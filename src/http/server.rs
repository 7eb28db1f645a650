//! HTTP 服务器 - 使用 Axum 接收触发事件

use axum::Router;
use std::sync::Arc;
use tower_http::trace::TraceLayer;
use tracing::info;

use crate::auth::TriggerSecret;
use crate::dispatcher::TriggerDispatcher;
use crate::http::routes;

/// HTTP 服务器共享状态
#[derive(Clone)]
pub struct HttpServerState {
    pub dispatcher: Arc<TriggerDispatcher>,
    pub trigger_secret: Arc<TriggerSecret>,
}

/// 触发器 HTTP 服务器
pub struct TriggerHttpServer {
    state: HttpServerState,
    bind_address: String,
}

impl TriggerHttpServer {
    pub fn new(
        dispatcher: Arc<TriggerDispatcher>,
        trigger_secret: TriggerSecret,
        bind_address: String,
    ) -> Self {
        Self {
            state: HttpServerState {
                dispatcher,
                trigger_secret: Arc::new(trigger_secret),
            },
            bind_address,
        }
    }

    /// 构建路由（测试中可直接 oneshot）
    pub fn router(&self) -> Router {
        build_router(self.state.clone())
    }

    /// 启动 HTTP 服务器，直到收到 Ctrl+C
    pub async fn start(&self) -> Result<(), Box<dyn std::error::Error + Send + Sync>> {
        let app = self.router();

        let listener = tokio::net::TcpListener::bind(&self.bind_address).await?;

        info!("🌐 HTTP 服务器启动在 {}", self.bind_address);

        axum::serve(listener, app)
            .with_graceful_shutdown(shutdown_signal())
            .await?;

        info!("🛑 HTTP 服务器已停止");
        Ok(())
    }
}

pub fn build_router(state: HttpServerState) -> Router {
    Router::new()
        .merge(routes::create_routes())
        .layer(TraceLayer::new_for_http())
        .with_state(state)
}

async fn shutdown_signal() {
    if let Err(e) = tokio::signal::ctrl_c().await {
        tracing::error!("无法监听 Ctrl+C: {}", e);
    }
}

_Assignment:_ Copy each line above where "crate" appears.

_Finished exercise:_
use crate::auth::TriggerSecret;
use crate::dispatcher::TriggerDispatcher;
use crate::http::routes;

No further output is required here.